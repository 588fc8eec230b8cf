//! Interactive user interface components.
//!
//! This module provides:
//! - [`UserInterface`] trait, the reporter every check writes to
//! - [`TerminalUI`] for interactive terminal usage
//! - [`NonInteractiveUI`] for CI/headless environments
//! - [`MockUI`] for tests
//!
//! # Example
//!
//! ```
//! use devkick::config::RuntimeSettings;
//! use devkick::ui::{create_ui, UserInterface};
//!
//! // Use non-interactive mode for testability
//! let mut ui = create_ui(false, &RuntimeSettings::default());
//! ui.show_header("Starting checks");
//! ui.success("Ready");
//! ```

pub mod mock;
pub mod non_interactive;
pub mod prompts;
pub mod terminal;
pub mod theme;

pub use mock::MockUI;
pub use non_interactive::NonInteractiveUI;
pub use prompts::prompt_user;
pub use terminal::{create_ui, TerminalUI};
pub use theme::DevkickTheme;

use crate::error::Result;

/// Trait for user interface interactions.
///
/// This trait allows mocking the UI in tests.
pub trait UserInterface {
    /// Display an informational message.
    fn info(&mut self, msg: &str);

    /// Display a success message.
    fn success(&mut self, msg: &str);

    /// Display a warning message.
    fn warning(&mut self, msg: &str);

    /// Display an error message.
    fn error(&mut self, msg: &str);

    /// Show a header/banner.
    fn show_header(&mut self, title: &str);

    /// Show a prompt and get user input.
    fn prompt(&mut self, prompt: &Prompt) -> Result<PromptResult>;
}

/// A prompt to show to the user.
#[derive(Debug, Clone)]
pub struct Prompt {
    /// Unique key for the prompt (used for overrides and lookup).
    pub key: String,
    /// The question to display.
    pub question: String,
    /// The type of prompt.
    pub prompt_type: PromptType,
    /// Default value if user just presses enter.
    pub default: Option<String>,
}

impl Prompt {
    /// A yes/no question that defaults to yes.
    pub fn confirm(key: &str, question: &str) -> Self {
        Self {
            key: key.to_string(),
            question: question.to_string(),
            prompt_type: PromptType::Confirm,
            default: Some("true".to_string()),
        }
    }

    /// A single choice among labelled options, defaulting to the first.
    pub fn select(key: &str, question: &str, options: Vec<PromptOption>) -> Self {
        let default = options.first().map(|o| o.value.clone());
        Self {
            key: key.to_string(),
            question: question.to_string(),
            prompt_type: PromptType::Select { options },
            default,
        }
    }

    /// Options of a select prompt, empty for other types.
    pub fn options(&self) -> &[PromptOption] {
        match &self.prompt_type {
            PromptType::Select { options } => options,
            PromptType::Confirm => &[],
        }
    }
}

/// The type of prompt.
#[derive(Debug, Clone)]
pub enum PromptType {
    /// Yes/no confirmation.
    Confirm,
    /// Select one from a list of options.
    Select { options: Vec<PromptOption> },
}

/// An option in a select prompt.
#[derive(Debug, Clone, PartialEq, Eq)]
pub struct PromptOption {
    /// Display label.
    pub label: String,
    /// Value returned when selected.
    pub value: String,
}

impl PromptOption {
    /// An option whose label is its value.
    pub fn new(value: &str) -> Self {
        Self {
            label: value.to_string(),
            value: value.to_string(),
        }
    }
}

/// Result of a prompt.
#[derive(Debug, Clone, PartialEq, Eq)]
pub enum PromptResult {
    /// Boolean result from confirm.
    Bool(bool),
    /// String result from select.
    String(String),
}

impl PromptResult {
    /// Get as string.
    pub fn as_string(&self) -> String {
        match self {
            Self::Bool(b) => b.to_string(),
            Self::String(s) => s.clone(),
        }
    }

    /// Get as bool if this is a Bool result.
    pub fn as_bool(&self) -> Option<bool> {
        match self {
            Self::Bool(b) => Some(*b),
            _ => None,
        }
    }
}

/// Interpret a textual answer to a confirm prompt.
pub fn parse_confirm(answer: &str) -> bool {
    matches!(
        answer.trim().to_lowercase().as_str(),
        "true" | "yes" | "y" | "1"
    )
}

▸ **Try it**:
Write out again only the lines from the one with "pub fn as_bool(&self)" through the last line of the records above. Keep every word as it stands.

▸ **Task answer**:
    pub fn as_bool(&self) -> Option<bool> {
        match self {
            Self::Bool(b) => Some(*b),
            _ => None,
        }
    }
}

/// Interpret a textual answer to a confirm prompt.
pub fn parse_confirm(answer: &str) -> bool {
    matches!(
        answer.trim().to_lowercase().as_str(),
        "true" | "yes" | "y" | "1"
    )
}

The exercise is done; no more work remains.